This issue we focus on some summer activity ideas in and around Eliot. 

 It’s summertime and you’re probably looking for some activities for you and possibly for your kids. Opportunities are plentiful and we’ve gathered a few resources and specific events for you to check out. 

Block Parties

Make sure you put the block parties listed below for VOA’s Men’s Residential center and Matt Dishman Community Center on your calendar. You can also organize your own block party. It’s easy to get a free permit from the city and then rent barricades for a small fee to block off your street for an afternoon of food, fun, activities and get to know your neighbors better as a bonus. See the links below for permits and block party ideas.
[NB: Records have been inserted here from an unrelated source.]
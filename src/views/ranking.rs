//! Overall, weekly and prior-week leaderboard pages.

use std::sync::Arc;
use std::time::Duration;

use tokio::task::JoinHandle;

use crate::api::{ApiClient, Transport};
use crate::error::Result;
use crate::models::{Battle, Rankings, TeamTotals, WeeklyReport};
use crate::page::Page;
use crate::utils::{format_number, format_percent};
use crate::views::podium::{BoardStyle, Leaderboard};

const LOAD_ERROR: &str = "Erro ao carregar ranking.";

/// File name used for the prior-week export when the period is unknown.
pub const DEFAULT_EXPORT_NAME: &str = "Ranking_Semana_Passada";

/// How long the export title stays before the previous one is restored.
pub const TITLE_RESTORE_DELAY: Duration = Duration::from_secs(1);

/// Which leaderboard endpoint a [`RankingController`] shows.
#[derive(Debug, Clone, Copy, PartialEq, Eq)]
pub enum RankingScope {
    /// All-time totals
    Overall,
    /// Current week dashboard
    Weekly,
}

impl RankingScope {
    fn count_style(self) -> BoardStyle {
        match self {
            Self::Overall => {
                BoardStyle::count("Questões", "questões", "Nenhum registro encontrado ainda.")
            }
            Self::Weekly => BoardStyle::count(
                "questões",
                "questões",
                "Nenhum registro encontrado para esta semana ainda.",
            ),
        }
    }

    fn percentage_style(self) -> BoardStyle {
        match self {
            Self::Overall => BoardStyle::percentage(
                "Nenhum registro encontrado ainda (ou mínimo não atingido).",
            ),
            Self::Weekly => BoardStyle::percentage(
                "Nenhum registro encontrado para esta semana ainda (ou mínimo não atingido).",
            ),
        }
    }

    pub fn heading(self) -> &'static str {
        match self {
            Self::Overall => "Ranking Geral",
            Self::Weekly => "Ranking da Semana",
        }
    }
}

/// Controller of the overall and weekly leaderboard pages.
pub struct RankingController<T> {
    api: ApiClient<T>,
    scope: RankingScope,
    by_count: Leaderboard,
    by_percentage: Leaderboard,
}

impl<T: Transport> RankingController<T> {
    pub fn new(api: ApiClient<T>, scope: RankingScope) -> Self {
        Self {
            api,
            scope,
            by_count: Leaderboard::placeholder(&scope.count_style()),
            by_percentage: Leaderboard::placeholder(&scope.percentage_style()),
        }
    }

    pub async fn load(&mut self) {
        let rankings = match self.scope {
            RankingScope::Overall => self.api.overall_rankings().await,
            RankingScope::Weekly => self.api.weekly_rankings().await,
        };
        match rankings {
            Ok(rankings) => self.apply(&rankings),
            Err(e) => {
                log::error!("Failed to load {:?} rankings: {e}", self.scope);
                self.by_count = Leaderboard::failed(&self.scope.count_style(), LOAD_ERROR);
                self.by_percentage =
                    Leaderboard::failed(&self.scope.percentage_style(), LOAD_ERROR);
            }
        }
    }

    fn apply(&mut self, rankings: &Rankings) {
        self.by_count = Leaderboard::build(&rankings.by_count, &self.scope.count_style());
        self.by_percentage =
            Leaderboard::build(&rankings.by_percentage, &self.scope.percentage_style());
    }

    pub fn by_count(&self) -> &Leaderboard {
        &self.by_count
    }

    pub fn by_percentage(&self) -> &Leaderboard {
        &self.by_percentage
    }

    pub fn render(&self) -> String {
        let heading = self.scope.heading();
        format!(
            "{}\n{}",
            self.by_count.render(&format!("{heading} - Quantidade")),
            self.by_percentage.render(&format!("{heading} - Percentual"))
        )
    }
}

/// Team battle block of the prior-week page.
#[derive(Debug, Clone, PartialEq, Eq)]
pub struct BattleView {
    pub alpha_questions: String,
    pub alpha_precision: String,
    pub omega_questions: String,
    pub omega_precision: String,
    pub winner: String,
}

impl BattleView {
    fn from_battle(battle: &Battle) -> Self {
        let questions = |team: &TeamTotals| format_number(team.questions);
        let precision = |team: &TeamTotals| format_percent(team.precision);
        Self {
            alpha_questions: questions(&battle.alpha),
            alpha_precision: precision(&battle.alpha),
            omega_questions: questions(&battle.omega),
            omega_precision: precision(&battle.omega),
            winner: battle.winner.clone(),
        }
    }
}

const LAST_WEEK_COUNT: BoardStyle = BoardStyle::count(
    "Questões",
    "Questões",
    "Nenhum registro encontrado na semana passada.",
);
const LAST_WEEK_PERCENT: BoardStyle =
    BoardStyle::percentage("Nenhum registro encontrado na semana passada.");

/// Controller of the prior-week report page.
pub struct LastWeekController<T> {
    api: ApiClient<T>,
    page: Arc<dyn Page>,
    /// Title the page had when the report opened
    original_title: String,
    period_text: Option<String>,
    export_name: String,
    battle: Option<BattleView>,
    by_count: Leaderboard,
    by_percentage: Leaderboard,
}

impl<T: Transport> LastWeekController<T> {
    pub fn new(api: ApiClient<T>, page: Arc<dyn Page>) -> Self {
        let original_title = page.title();
        Self {
            api,
            page,
            original_title,
            period_text: None,
            export_name: DEFAULT_EXPORT_NAME.to_string(),
            battle: None,
            by_count: Leaderboard::placeholder(&LAST_WEEK_COUNT),
            by_percentage: Leaderboard::placeholder(&LAST_WEEK_PERCENT),
        }
    }

    pub async fn load(&mut self) {
        match self.api.last_week_report().await {
            Ok(report) => self.apply(&report),
            Err(e) => log::error!("Failed to load prior-week ranking: {e}"),
        }
    }

    fn apply(&mut self, report: &WeeklyReport) {
        if let Some(period) = &report.period {
            self.period_text = Some(format!("Período: {} até {}", period.start, period.end));
            self.export_name = format!(
                "Ranking_{}_a_{}",
                period.start.replace('/', "-"),
                period.end.replace('/', "-")
            );
        }
        self.battle = report.battle.as_ref().map(BattleView::from_battle);
        self.by_count = Leaderboard::build(&report.rankings.by_count, &LAST_WEEK_COUNT);
        self.by_percentage =
            Leaderboard::build(&report.rankings.by_percentage, &LAST_WEEK_PERCENT);
    }

    pub fn period_text(&self) -> Option<&str> {
        self.period_text.as_deref()
    }

    pub fn export_name(&self) -> &str {
        &self.export_name
    }

    pub fn battle(&self) -> Option<&BattleView> {
        self.battle.as_ref()
    }

    pub fn by_count(&self) -> &Leaderboard {
        &self.by_count
    }

    pub fn by_percentage(&self) -> &Leaderboard {
        &self.by_percentage
    }

    /// Print the report under the export name.
    ///
    /// The original page title comes back after [`TITLE_RESTORE_DELAY`] on
    /// a detached task, even when exports overlap. The handle is returned
    /// so a short-lived caller can wait for it.
    pub fn export(&self) -> Result<JoinHandle<()>> {
        self.page.set_title(&self.export_name);
        if let Err(e) = self.page.print(&self.render()) {
            self.page.set_title(&self.original_title);
            return Err(e);
        }
        log::info!("Exported prior-week ranking as {}", self.export_name);

        let page = Arc::clone(&self.page);
        let original = self.original_title.clone();
        Ok(tokio::spawn(async move {
            tokio::time::sleep(TITLE_RESTORE_DELAY).await;
            page.set_title(&original);
        }))
    }

    pub fn render(&self) -> String {
        let mut out = String::from("Ranking da Semana Passada\n");
        if let Some(period) = &self.period_text {
            out.push_str(&format!("{period}\n"));
        }
        if let Some(battle) = &self.battle {
            out.push_str("\n== Batalha de Times ==\n");
            out.push_str(&format!(
                "Alpha: {} questões ({})\n",
                battle.alpha_questions, battle.alpha_precision
            ));
            out.push_str(&format!(
                "Omega: {} questões ({})\n",
                battle.omega_questions, battle.omega_precision
            ));
            out.push_str(&format!("Vencedor: {}\n", battle.winner));
        }
        out.push('\n');
        out.push_str(&self.by_count.render("Quantidade"));
        out.push('\n');
        out.push_str(&self.by_percentage.render("Percentual"));
        out
    }
}

#[cfg(test)]
mod tests {
    use super::*;
    use crate::api::Method;
    use crate::api::mock::MockTransport;
    use crate::page::recording::RecordingPage;
    use serde_json::json;

    #[tokio::test]
    async fn overall_fills_both_boards() {
        let mock = MockTransport::new();
        mock.reply(
            Method::Get,
            "/api/rankings/geral",
            200,
            json!({
                "quantidade": [{"nome": "Liu", "total": "320"}, {"nome": "Yan", "total": 150}],
                "percentual": [{"nome": "Yan", "percentual": "66.6666"}]
            }),
        );
        let mut controller = RankingController::new(ApiClient::new(mock), RankingScope::Overall);

        controller.load().await;

        assert_eq!(controller.by_count().podium[0].score, "320 Questões");
        assert_eq!(controller.by_count().podium[2].score, "--- Questões");
        assert_eq!(controller.by_percentage().podium[0].score, "66.67%");
        assert!(controller.by_count().rest.is_empty());
    }

    #[tokio::test]
    async fn weekly_failure_marks_both_lists() {
        let mock = MockTransport::new();
        mock.reply(Method::Get, "/api/rankings", 500, json!({"erro": "falhou"}));
        let mut controller = RankingController::new(ApiClient::new(mock), RankingScope::Weekly);

        controller.load().await;

        assert_eq!(controller.by_count().rest, vec![LOAD_ERROR]);
        assert_eq!(controller.by_percentage().rest, vec![LOAD_ERROR]);
        assert_eq!(controller.by_count().podium[0].name, "---");
    }

    #[tokio::test]
    async fn weekly_empty_lists_show_messages() {
        let mock = MockTransport::new();
        mock.reply(
            Method::Get,
            "/api/rankings",
            200,
            json!({"quantidade": [], "percentual": []}),
        );
        let mut controller = RankingController::new(ApiClient::new(mock), RankingScope::Weekly);

        controller.load().await;

        assert_eq!(
            controller.by_percentage().rest,
            vec!["Nenhum registro encontrado para esta semana ainda (ou mínimo não atingido)."]
        );
    }

    fn last_week_body() -> serde_json::Value {
        json!({
            "quantidade": [{"nome": "Liu", "total": 90}],
            "percentual": [{"nome": "Liu", "percentual": 71.4285}],
            "batalha": {
                "Alpha": {"questoes": 90, "precisao": 71.43},
                "Omega": {"questoes": 40, "precisao": 50.0},
                "vencedor": "Alpha"
            },
            "periodo": {"inicio": "01/12/2025", "fim": "07/12/2025"}
        })
    }

    #[tokio::test]
    async fn last_week_period_and_battle() {
        let mock = MockTransport::new();
        mock.reply(Method::Get, "/api/rankings/semana-passada", 200, last_week_body());
        let page = Arc::new(RecordingPage::new("Semana Passada"));
        let mut controller = LastWeekController::new(ApiClient::new(mock), page);

        controller.load().await;

        assert_eq!(controller.period_text(), Some("Período: 01/12/2025 até 07/12/2025"));
        assert_eq!(controller.export_name(), "Ranking_01-12-2025_a_07-12-2025");
        let battle = controller.battle().unwrap();
        assert_eq!(battle.alpha_questions, "90");
        assert_eq!(battle.omega_precision, "50.00%");
        assert_eq!(battle.winner, "Alpha");
        assert_eq!(controller.by_percentage().podium[0].score, "71.43%");
    }

    #[tokio::test]
    async fn missing_period_keeps_default_export_name() {
        let mock = MockTransport::new();
        mock.reply(
            Method::Get,
            "/api/rankings/semana-passada",
            200,
            json!({"quantidade": [], "percentual": []}),
        );
        let page = Arc::new(RecordingPage::new("Semana Passada"));
        let mut controller = LastWeekController::new(ApiClient::new(mock), page);

        controller.load().await;

        assert_eq!(controller.export_name(), DEFAULT_EXPORT_NAME);
        assert!(controller.battle().is_none());
    }

    #[tokio::test(start_paused = true)]
    async fn export_prints_under_period_name_then_restores_title() {
        let mock = MockTransport::new();
        mock.reply(Method::Get, "/api/rankings/semana-passada", 200, last_week_body());
        let page = Arc::new(RecordingPage::new("Semana Passada"));
        let mut controller = LastWeekController::new(ApiClient::new(mock), page.clone());
        controller.load().await;

        let restore = controller.export().unwrap();

        assert_eq!(page.title(), "Ranking_01-12-2025_a_07-12-2025");
        {
            let printed = page.printed.lock().unwrap();
            assert_eq!(printed.len(), 1);
            assert_eq!(printed[0].0, "Ranking_01-12-2025_a_07-12-2025");
            assert!(printed[0].1.contains("Vencedor: Alpha"));
        }

        tokio::time::sleep(Duration::from_millis(500)).await;
        assert_eq!(page.title(), "Ranking_01-12-2025_a_07-12-2025");

        restore.await.unwrap();
        assert_eq!(page.title(), "Semana Passada");
    }

    #[tokio::test(start_paused = true)]
    async fn overlapping_exports_restore_original_title() {
        let mock = MockTransport::new();
        mock.reply(Method::Get, "/api/rankings/semana-passada", 200, last_week_body());
        let page = Arc::new(RecordingPage::new("Semana Passada"));
        let mut controller = LastWeekController::new(ApiClient::new(mock), page.clone());
        controller.load().await;

        let first = controller.export().unwrap();
        tokio::time::sleep(Duration::from_millis(300)).await;
        let second = controller.export().unwrap();

        first.await.unwrap();
        second.await.unwrap();
        assert_eq!(page.title(), "Semana Passada");
        assert_eq!(page.printed.lock().unwrap().len(), 2);
    }
}
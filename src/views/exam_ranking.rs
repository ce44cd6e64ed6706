//! Leaderboard of a single mock exam.

use std::sync::Arc;

use crate::api::{ApiClient, Transport};
use crate::models::{ExamRankingEntry, MockExam};
use crate::page::Page;
use crate::utils::format_number;
use crate::views::SelectOption;

/// One leaderboard row with its optional time breakdown.
#[derive(Debug, Clone, PartialEq, Eq)]
pub struct ExamRow {
    pub header: String,
    /// Empty when the student saved no session times
    pub details: Vec<String>,
    pub expanded: bool,
}

impl ExamRow {
    fn from_entry(rank: usize, entry: &ExamRankingEntry) -> Self {
        let mut details = Vec::new();
        if let Some(total) = entry.total_minutes.filter(|t| *t != 0.0) {
            details.push(format!("Tempo Total: {} min", format_number(total)));
        }
        details.extend(
            entry
                .subject_times
                .iter()
                .filter(|(_, minutes)| *minutes != 0.0)
                .map(|(subject, minutes)| format!("{subject}: {} min", format_number(minutes))),
        );
        Self {
            header: format!("{rank}. {} - Nota: {:.2}", entry.student_name, entry.score),
            details,
            expanded: false,
        }
    }

    pub fn is_expandable(&self) -> bool {
        !self.details.is_empty()
    }
}

/// Body of the leaderboard panel.
#[derive(Debug, Clone, PartialEq, Eq)]
pub enum ExamBoard {
    /// Nothing requested yet
    Idle,
    Rows(Vec<ExamRow>),
    /// Single-line message (empty board or failure)
    Message(String),
}

/// Controller of the per-exam ranking page.
pub struct ExamRankingController<T> {
    api: ApiClient<T>,
    page: Arc<dyn Page>,
    exams: Vec<MockExam>,
    options: Vec<SelectOption>,
    title: String,
    board: ExamBoard,
}

impl<T: Transport> ExamRankingController<T> {
    pub fn new(api: ApiClient<T>, page: Arc<dyn Page>) -> Self {
        Self {
            api,
            page,
            exams: Vec::new(),
            options: vec![SelectOption::prompt("Selecione o simulado")],
            title: String::new(),
            board: ExamBoard::Idle,
        }
    }

    /// Fill the exam selector.
    pub async fn load(&mut self) {
        let exams = match self.api.exams().await {
            Ok(exams) => exams,
            Err(e) => {
                log::error!("Failed to load mock exams: {e}");
                return;
            }
        };
        let mut options = vec![SelectOption::prompt("Selecione o simulado")];
        if exams.is_empty() {
            options.push(SelectOption::prompt("Nenhum simulado cadastrado"));
        }
        options.extend(
            exams
                .iter()
                .map(|exam| SelectOption::new(exam.id.to_string(), exam.label())),
        );
        self.options = options;
        self.exams = exams;
    }

    pub fn options(&self) -> &[SelectOption] {
        &self.options
    }

    pub fn title(&self) -> &str {
        &self.title
    }

    pub fn board(&self) -> &ExamBoard {
        &self.board
    }

    /// Show the leaderboard of the selected exam.
    pub async fn show(&mut self, exam_id: Option<i64>) {
        let Some(exam_id) = exam_id else {
            self.page.alert("Por favor, selecione um simulado.");
            return;
        };

        let name = self
            .exams
            .iter()
            .find(|exam| exam.id == exam_id)
            .map(|exam| exam.display_name.clone())
            .unwrap_or_else(|| format!("Simulado {exam_id}"));
        self.title = format!("Ranking: {name}");
        self.board = ExamBoard::Message("Carregando ranking...".to_string());

        self.board = match self.api.exam_ranking(exam_id).await {
            Ok(entries) if entries.is_empty() => ExamBoard::Message(
                "Nenhuma nota lançada para este simulado ainda.".to_string(),
            ),
            Ok(entries) => ExamBoard::Rows(
                entries
                    .iter()
                    .enumerate()
                    .map(|(index, entry)| ExamRow::from_entry(index + 1, entry))
                    .collect(),
            ),
            Err(e) => {
                log::error!("Failed to load ranking of exam {exam_id}: {e}");
                ExamBoard::Message("Ocorreu um erro ao carregar o ranking.".to_string())
            }
        };
    }

    /// Expand or collapse a row's details. Rows without details ignore it.
    pub fn toggle(&mut self, row: usize) {
        if let ExamBoard::Rows(rows) = &mut self.board {
            if let Some(row) = rows.get_mut(row).filter(|r| r.is_expandable()) {
                row.expanded = !row.expanded;
            }
        }
    }

    pub fn render(&self) -> String {
        let mut out = String::new();
        if !self.title.is_empty() {
            out.push_str(&format!("== {} ==\n", self.title));
        }
        match &self.board {
            ExamBoard::Idle => {}
            ExamBoard::Message(message) => {
                out.push_str(&format!("  {message}\n"));
            }
            ExamBoard::Rows(rows) => {
                for row in rows {
                    let marker = match (row.is_expandable(), row.expanded) {
                        (false, _) => "",
                        (true, false) => " ▼",
                        (true, true) => " ▲",
                    };
                    out.push_str(&format!("  {}{marker}\n", row.header));
                    if row.expanded {
                        for line in &row.details {
                            out.push_str(&format!("      {line}\n"));
                        }
                    }
                }
            }
        }
        out
    }
}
https://www.portlandoregon.gov/civic/33907

https://www.neighbor.com/storage-blog/neighborhood-block-party-games-and-ideas/

Matt Dishman Community Center Block Party

The community center is holding its annual block party on Saturday, August 24 from  12:00-4:00 pm at 77 NE  Knott Street. Knott Street between Rodney and Williams will be closed off to traffic. The event will include a free barbeque, snow cones,  cotton candy, kids and family activities, face painting, arts and crafts, and live music. The theme this year is “Celebrating our Neighborhood Heroes” focusing on the history of our community and people that have made a difference. Stop by and have some fun! Call Autumn at 503-823-3673 for more details.

Volunteer of America Men’s Residential Center Block Party

The center is holding its annual block party on Tuesday, August 20th, from 4:30-7:00 pm. As always, they will plan to have BBQ food (for free) some family-friendly live music, face painting, balloon twisting, and a children’s bounce house.  Stop by Sacramento St. (between MLK and NE 7th Avenue) – they will have the street closed to through traffic from 2-7:30 pm that day. This is always a well-attended event. 

Growing Upwards

Growing Upwards is your one-stop for all things summer camps and classes and daycare too. Visiting their website is an easy way to search for classes or camps to keep your kids busy this summer. Visit GrowingUpwards.com or call (503) 927-3136

Matt Dishman Community Center 

The center offers preschool camps and summer camps for ages 3 and up. They also offer classes for adults and of course, there’s the indoor pool to enjoy too!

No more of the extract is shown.